Chattanooga Times Free Press

A real recovery option for sexual abusers

- BY VIRGINIA HEFFERNAN

In the months since the seismic expose of Harvey Weinstein, more than 120 high-profile men have been publicly accused of sexual misconduct, often with serious consequenc­es. When they first get the news, many toss it off — or rage, lawyer up and sue.

One thing they don’t do — lately, anyway — is admit to a psychosexu­al problem. Even those with brutal erotic practices have stopped confessing that they’re sick puppies. Perhaps this is because Weinstein said he was an addict when he flamed out, an admission that did little to win back anyone’s trust or money. He quit in-patient rehab after a week.

Maybe it’s best — for modern optics, anyway — for sex abusers to skip the invocation­s of personal demons and the medivac to a secluded clinic. There is no consensus, after all, about what “sex addiction” is, and many regard the phrase as a way to slip the knot of moral responsibi­lity. Newsweek has called sex addiction “a condition that doesn’t exist.” The New York Times columnist Frank Bruni has identified in some of these men “an itch to identify some pathology, render a diagnosis, layer science onto sheer boorishnes­s.”

But if the last few months have shown us that victims have no handbook for coping with lechery, assault and extortion, we’ve also seen that leches, assailants and extorters don’t have a handbook either.

Yet one does exist: a program of recovery that is less science than moral reckoning, less luxury clinic and more church cellar. The program uses the word “addict,” but not in a 2018 sense; no brain science — nor science at all — is integral to the treatment. Instead, it’s a spiritual program in which perpetrato­rs confront their selfishnes­s and cultivate ruthless honesty. They also create a searching inventory of what might be called sin and make amends to those they harmed.
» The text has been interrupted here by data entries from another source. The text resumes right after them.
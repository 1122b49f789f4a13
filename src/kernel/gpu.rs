//! wgpu compute backend
//!
//! Runs the WGSL kernel over the configured grid. The device, queue, and
//! pipeline live for the kernel's lifetime; everything a single dispatch
//! needs (input, uniform, record, and staging buffers, bind group, encoder)
//! is created inside `dispatch` and released before it returns, so repeated
//! dispatches never accumulate device resources.

use super::{check_capacity, HashKernel, KernelGrid};
use crate::block::MessageBlock;
use crate::channel::{ResultChannel, LANE_STRIDE, NONCE_SENTINEL};
use crate::types::{DifficultyTarget, DispatchBatch};
use crate::{Error, Result};
use async_trait::async_trait;
use std::borrow::Cow;
use std::path::Path;
use tracing::{debug, info};
use wgpu::util::DeviceExt;

/// Workgroup edge; must match `@workgroup_size` in the shader
const WORKGROUP_SIZE: u32 = 8;

/// Marks a block without a nonce slot in the uniform params
const NO_NONCE_SLOT: u32 = u32::MAX;

const TARGET_MODE_LEADING_ZEROS: u32 = 0;
const TARGET_MODE_EXACT_DIGEST: u32 = 1;

/// Uniform parameter layout; must match `Params` in the shader
#[repr(C)]
#[derive(Clone, Copy, Debug, bytemuck::Pod, bytemuck::Zeroable)]
struct KernelParams {
    base_nonce: u32,
    nonces_per_lane: u32,
    grid_width: u32,
    lane_count: u32,
    nonce_offset: u32,
    target_mode: u32,
    difficulty: u32,
    _pad: u32,
    expected: [u32; 8],
}

impl KernelParams {
    fn new(block: &MessageBlock, target: &DifficultyTarget, batch: &DispatchBatch, grid_width: u32) -> Self {
        let (target_mode, difficulty, expected) = match target {
            DifficultyTarget::LeadingZeroBits(bits) => (TARGET_MODE_LEADING_ZEROS, *bits, [0u32; 8]),
            DifficultyTarget::ExactDigest(digest) => {
                (TARGET_MODE_EXACT_DIGEST, 0, *digest.words())
            }
        };
        Self {
            base_nonce: batch.base_nonce(),
            nonces_per_lane: batch.nonces_per_lane(),
            grid_width,
            lane_count: batch.lane_count(),
            nonce_offset: block.nonce_offset().unwrap_or(NO_NONCE_SLOT),
            target_mode,
            difficulty,
            _pad: 0,
            expected,
        }
    }
}

/// Load the kernel source: embedded by default, overridable from disk.
///
/// A failed read of the override is fatal; there is no fallback once an
/// explicit source was requested.
fn load_kernel_source(source_override: Option<&Path>) -> Result<Cow<'static, str>> {
    match source_override {
        None => Ok(Cow::Borrowed(include_str!("../shaders/sha256.wgsl"))),
        Some(path) => std::fs::read_to_string(path)
            .map(Cow::Owned)
            .map_err(|e| Error::kernel_source(path, e)),
    }
}

/// GPU kernel backend driving the WGSL search program
pub struct GpuKernel {
    grid: KernelGrid,
    device: wgpu::Device,
    queue: wgpu::Queue,
    pipeline: wgpu::ComputePipeline,
    bind_group_layout: wgpu::BindGroupLayout,
    adapter_name: String,
}

impl GpuKernel {
    /// Acquire a device and build the search pipeline.
    ///
    /// Fails with `ResourceUnavailable` when no adapter or device can be
    /// acquired, `KernelCompile` when the shader does not validate, and
    /// `KernelLink` when the pipeline cannot be created.
    pub async fn new(grid: KernelGrid, source_override: Option<&Path>) -> Result<Self> {
        let source = load_kernel_source(source_override)?;

        let instance = wgpu::Instance::new(wgpu::InstanceDescriptor {
            backends: wgpu::Backends::all(),
            ..Default::default()
        });

        let adapters: Vec<_> = instance.enumerate_adapters(wgpu::Backends::all());
        if adapters.is_empty() {
            return Err(Error::resource_unavailable("no GPU adapters found"));
        }

        // Prefer a discrete GPU when several adapters are present
        let adapter = adapters
            .iter()
            .find(|a| a.get_info().device_type == wgpu::DeviceType::DiscreteGpu)
            .unwrap_or(&adapters[0]);

        let adapter_info = adapter.get_info();
        info!(
            "selected GPU: {} ({:?})",
            adapter_info.name, adapter_info.device_type
        );

        let (device, queue) = adapter
            .request_device(
                &wgpu::DeviceDescriptor {
                    label: Some("gridhash device"),
                    required_features: wgpu::Features::empty(),
                    required_limits: wgpu::Limits::default(),
                    memory_hints: Default::default(),
                },
                None,
            )
            .await
            .map_err(|e| {
                Error::resource_unavailable(format!("failed to request GPU device: {}", e))
            })?;

        device.push_error_scope(wgpu::ErrorFilter::Validation);
        let shader = device.create_shader_module(wgpu::ShaderModuleDescriptor {
            label: Some("sha256 search shader"),
            source: wgpu::ShaderSource::Wgsl(source),
        });
        if let Some(e) = device.pop_error_scope().await {
            return Err(Error::kernel_compile(e.to_string()));
        }

        let bind_group_layout = device.create_bind_group_layout(&wgpu::BindGroupLayoutDescriptor {
            label: Some("search bind group layout"),
            entries: &[
                wgpu::BindGroupLayoutEntry {
                    binding: 0,
                    visibility: wgpu::ShaderStages::COMPUTE,
                    ty: wgpu::BindingType::Buffer {
                        ty: wgpu::BufferBindingType::Storage { read_only: true },
                        has_dynamic_offset: false,
                        min_binding_size: None,
                    },
                    count: None,
                },
                wgpu::BindGroupLayoutEntry {
                    binding: 1,
                    visibility: wgpu::ShaderStages::COMPUTE,
                    ty: wgpu::BindingType::Buffer {
                        ty: wgpu::BufferBindingType::Uniform,
                        has_dynamic_offset: false,
                        min_binding_size: None,
                    },
                    count: None,
                },
                wgpu::BindGroupLayoutEntry {
                    binding: 2,
                    visibility: wgpu::ShaderStages::COMPUTE,
                    ty: wgpu::BindingType::Buffer {
                        ty: wgpu::BufferBindingType::Storage { read_only: false },
                        has_dynamic_offset: false,
                        min_binding_size: None,
                    },
                    count: None,
                },
            ],
        });

        let pipeline_layout = device.create_pipeline_layout(&wgpu::PipelineLayoutDescriptor {
            label: Some("search pipeline layout"),
            bind_group_layouts: &[&bind_group_layout],
            push_constant_ranges: &[],
        });

        device.push_error_scope(wgpu::ErrorFilter::Validation);
        let pipeline = device.create_compute_pipeline(&wgpu::ComputePipelineDescriptor {
            label: Some("search pipeline"),
            layout: Some(&pipeline_layout),
            module: &shader,
            entry_point: Some("search_main"),
            compilation_options: Default::default(),
            cache: None,
        });
        if let Some(e) = device.pop_error_scope().await {
            return Err(Error::kernel_link(e.to_string()));
        }

        Ok(Self {
            grid,
            device,
            queue,
            pipeline,
            bind_group_layout,
            adapter_name: adapter_info.name,
        })
    }

    pub fn adapter_name(&self) -> &str {
        &self.adapter_name
    }

    /// Record buffer image with every nonce component pre-set to the
    /// sentinel, so a lane the guard skips still reads as a miss.
    fn sentinel_records(lane_count: u32) -> Vec<u32> {
        let mut raw = vec![0u32; lane_count as usize * LANE_STRIDE];
        for lane in 0..lane_count as usize {
            raw[lane * LANE_STRIDE + crate::channel::NONCE] = NONCE_SENTINEL;
        }
        raw
    }
}

#[async_trait]
impl HashKernel for GpuKernel {
    fn backend(&self) -> &'static str {
        "gpu"
    }

    fn grid(&self) -> KernelGrid {
        self.grid
    }

    async fn dispatch(
        &self,
        block: &MessageBlock,
        target: &DifficultyTarget,
        batch: DispatchBatch,
    ) -> Result<ResultChannel> {
        check_capacity(self.grid, &batch)?;

        let params = KernelParams::new(block, target, &batch, self.grid.width);
        let records_size = (batch.lane_count() as usize * LANE_STRIDE * 4) as u64;

        let block_buffer = self
            .device
            .create_buffer_init(&wgpu::util::BufferInitDescriptor {
                label: Some("block words"),
                contents: bytemuck::cast_slice(block.words()),
                usage: wgpu::BufferUsages::STORAGE,
            });

        let params_buffer = self
            .device
            .create_buffer_init(&wgpu::util::BufferInitDescriptor {
                label: Some("kernel params"),
                contents: bytemuck::cast_slice(&[params]),
                usage: wgpu::BufferUsages::UNIFORM,
            });

        let records_buffer = self
            .device
            .create_buffer_init(&wgpu::util::BufferInitDescriptor {
                label: Some("lane records"),
                contents: bytemuck::cast_slice(&Self::sentinel_records(batch.lane_count())),
                usage: wgpu::BufferUsages::STORAGE | wgpu::BufferUsages::COPY_SRC,
            });

        let staging_buffer = self.device.create_buffer(&wgpu::BufferDescriptor {
            label: Some("readback staging"),
            size: records_size,
            usage: wgpu::BufferUsages::MAP_READ | wgpu::BufferUsages::COPY_DST,
            mapped_at_creation: false,
        });

        let bind_group = self.device.create_bind_group(&wgpu::BindGroupDescriptor {
            label: Some("search bind group"),
            layout: &self.bind_group_layout,
            entries: &[
                wgpu::BindGroupEntry {
                    binding: 0,
                    resource: block_buffer.as_entire_binding(),
                },
                wgpu::BindGroupEntry {
                    binding: 1,
                    resource: params_buffer.as_entire_binding(),
                },
                wgpu::BindGroupEntry {
                    binding: 2,
                    resource: records_buffer.as_entire_binding(),
                },
            ],
        });

        let mut encoder = self
            .device
            .create_command_encoder(&wgpu::CommandEncoderDescriptor {
                label: Some("search encoder"),
            });
        {
            let mut pass = encoder.begin_compute_pass(&wgpu::ComputePassDescriptor {
                label: Some("search pass"),
                timestamp_writes: None,
            });
            pass.set_pipeline(&self.pipeline);
            pass.set_bind_group(0, &bind_group, &[]);

            let rows = batch.lane_count().div_ceil(self.grid.width);
            pass.dispatch_workgroups(
                self.grid.width.div_ceil(WORKGROUP_SIZE),
                rows.div_ceil(WORKGROUP_SIZE),
                1,
            );
        }
        encoder.copy_buffer_to_buffer(&records_buffer, 0, &staging_buffer, 0, records_size);

        self.queue.submit(std::iter::once(encoder.finish()));
        debug!(
            "dispatched base_nonce={} lanes={} nonces_per_lane={}",
            batch.base_nonce(),
            batch.lane_count(),
            batch.nonces_per_lane()
        );

        let buffer_slice = staging_buffer.slice(..);
        let (tx, rx) = tokio::sync::oneshot::channel();
        buffer_slice.map_async(wgpu::MapMode::Read, move |result| {
            let _ = tx.send(result);
        });
        let _ = self.device.poll(wgpu::Maintain::Wait);

        rx.await
            .map_err(|_| Error::resource_unavailable("GPU readback channel closed"))?
            .map_err(|e| {
                Error::resource_unavailable(format!("failed to map readback buffer: {:?}", e))
            })?;

        // Copy into host memory before the per-dispatch buffers go away;
        // the mapped device view must never outlive this call.
        let raw = {
            let data = buffer_slice.get_mapped_range();
            bytemuck::cast_slice::<u8, u32>(&data).to_vec()
        };
        staging_buffer.unmap();

        ResultChannel::from_raw(raw, batch.lane_count(), target.wants_full_digest())
    }
}

/// Enumerate available GPU adapters
pub fn enumerate_devices() -> Vec<(usize, String, wgpu::DeviceType)> {
    let instance = wgpu::Instance::new(wgpu::InstanceDescriptor {
        backends: wgpu::Backends::all(),
        ..Default::default()
    });

    instance
        .enumerate_adapters(wgpu::Backends::all())
        .into_iter()
        .enumerate()
        .map(|(i, adapter)| {
            let info = adapter.get_info();
            (i, info.name, info.device_type)
        })
        .collect()
}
This is Sex and Love Addicts Anonymous, which was founded in Boston in 1976 by a recovering alcoholic. He thought that the 12 steps that had helped him overcome alcoholism could also help him stop compulsive philanderi­ng. SLAA often serves as a punch line, and its meetings can easily be imagined as a pickup joint for the promiscuou­s. They’re anything but that. Recovery in SLAA is not sexy: there’s prayer and chores like floor-mopping that might be just the thing for a vain maestro or architect.

SLAA sometimes goes by a more dignified and evocative name: the Augustine Fellowship. St. Augustine of Hippo is rarely invoked in the context of #metoo, but maybe he ought to be: He was a man of restless sexual energy who in his famous “Confession­s” copped to harming people for his sexual gratificat­ion. The story of Augustine’s redemption — a dividend of his own moral commitment­s, as well as God’s grace — is foundation­al to Protestant­ism.
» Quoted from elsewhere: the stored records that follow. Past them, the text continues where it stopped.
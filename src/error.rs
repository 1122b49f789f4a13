//! Error handling for the gridhash search engine
//!
//! One error type covering the whole run lifecycle, from compute-context
//! acquisition through kernel compilation to result verification.

use std::path::PathBuf;
use thiserror::Error;

/// Result type alias for gridhash operations
pub type Result<T> = std::result::Result<T, Error>;

/// Main error type for the gridhash search engine
#[derive(Error, Debug)]
pub enum Error {
    /// No usable compute adapter or device
    #[error("compute resource unavailable: {message}")]
    ResourceUnavailable { message: String },

    /// Kernel shader failed validation
    #[error("kernel compile error: {diagnostic}")]
    KernelCompile { diagnostic: String },

    /// Kernel pipeline creation failed
    #[error("kernel link error: {diagnostic}")]
    KernelLink { diagnostic: String },

    /// Kernel source override could not be read
    #[error("kernel source unavailable: {path:?}: {source}")]
    KernelSource {
        path: PathBuf,
        source: std::io::Error,
    },

    /// Input does not fit a single padded message block
    #[error("input too large for a single block: {len} bytes (max {max})")]
    InputTooLarge { len: usize, max: usize },

    /// Kernel-reported digest disagrees with the reference digest.
    ///
    /// This is a kernel-implementation defect, never an acceptable result;
    /// both digests are carried for diagnosis.
    #[error("hash mismatch: kernel {kernel} != reference {reference}")]
    HashMismatch { kernel: String, reference: String },

    /// Dispatch batch errors
    #[error("invalid dispatch batch: {message}")]
    Batch { message: String },

    /// Configuration errors
    #[error("configuration error: {message}")]
    Config { message: String },

    /// I/O errors
    #[error("I/O error: {0}")]
    Io(#[from] std::io::Error),

    /// JSON serialization/deserialization errors
    #[error("JSON error: {0}")]
    Json(#[from] serde_json::Error),

    /// YAML configuration parsing errors
    #[error("YAML error: {0}")]
    Yaml(#[from] serde_yaml::Error),

    /// Cancellation of an in-flight operation
    #[error("operation was cancelled: {operation}")]
    Cancelled { operation: String },
}

impl Error {
    /// Create a resource-unavailable error
    pub fn resource_unavailable(message: impl Into<String>) -> Self {
        Self::ResourceUnavailable {
            message: message.into(),
        }
    }

    /// Create a kernel compile error
    pub fn kernel_compile(diagnostic: impl Into<String>) -> Self {
        Self::KernelCompile {
            diagnostic: diagnostic.into(),
        }
    }

    /// Create a kernel link error
    pub fn kernel_link(diagnostic: impl Into<String>) -> Self {
        Self::KernelLink {
            diagnostic: diagnostic.into(),
        }
    }

    /// Create a kernel source error
    pub fn kernel_source(path: impl Into<PathBuf>, source: std::io::Error) -> Self {
        Self::KernelSource {
            path: path.into(),
            source,
        }
    }

    /// Create a hash mismatch fault
    pub fn hash_mismatch(kernel: impl Into<String>, reference: impl Into<String>) -> Self {
        Self::HashMismatch {
            kernel: kernel.into(),
            reference: reference.into(),
        }
    }

    /// Create a dispatch batch error
    pub fn batch(message: impl Into<String>) -> Self {
        Self::Batch {
            message: message.into(),
        }
    }

    /// Create a configuration error
    pub fn config(message: impl Into<String>) -> Self {
        Self::Config {
            message: message.into(),
        }
    }

    /// Create a cancellation error
    pub fn cancelled(operation: impl Into<String>) -> Self {
        Self::Cancelled {
            operation: operation.into(),
        }
    }

    /// Whether the error aborts the whole run before or instead of producing
    /// any result (as opposed to caller-correctable input problems).
    pub fn is_fatal(&self) -> bool {
        matches!(
            self,
            Error::ResourceUnavailable { .. }
                | Error::KernelCompile { .. }
                | Error::KernelLink { .. }
                | Error::KernelSource { .. }
                | Error::HashMismatch { .. }
        )
    }

    /// Get error category for metrics/logging
    pub fn category(&self) -> &'static str {
        match self {
            Error::ResourceUnavailable { .. } => "resource_unavailable",
            Error::KernelCompile { .. } => "kernel_compile",
            Error::KernelLink { .. } => "kernel_link",
            Error::KernelSource { .. } => "kernel_source",
            Error::InputTooLarge { .. } => "input_too_large",
            Error::HashMismatch { .. } => "hash_mismatch",
            Error::Batch { .. } => "batch",
            Error::Config { .. } => "config",
            Error::Io(_) => "io",
            Error::Json(_) => "json",
            Error::Yaml(_) => "yaml",
            Error::Cancelled { .. } => "cancelled",
        }
    }
}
Those in the Augustine Fellowship hardly let themselves off the hook for the sexual harms they’ve committed. Everything from harassment to infidelity to the wanton consumptio­n of pornograph­y goes on their inventorie­s. Whether or not they believe in God, they commit to the 12 steps not to repair their reputation­s but to save their souls.

Several men I respect have stopped compulsive and cruel sexual behavior in the Augustine Fellowship. Their recoveries are both arduous and admirable. For one of them, the strict policing of what the fellowship calls “people, places and things” — triggers — has continued for years. He avoids all pornograph­y, red-light districts and even roads with strip clubs along them.

His amends to the women he harmed have all included taking full, un-defensive responsibi­lity for all the suffering he caused. No “our recollecti­ons may differ” here.

Such forthright­ness requires humility. The Augustine Fellowship exists for abusers and others who can find humility in their humiliatio­ns.

It’s a shame the SLAA program has been lumped in with tony rehabs, fake addiction science and tepid apologies as just another refuge of scoundrels. Feminists rightly say that victims don’t need to learn self-defense; perpetrato­rs need to learn “no raping.” The Augustine Fellowship has been teaching no raping for 42 years — and evidently that simple lesson continues to come as news to men who sorely need it.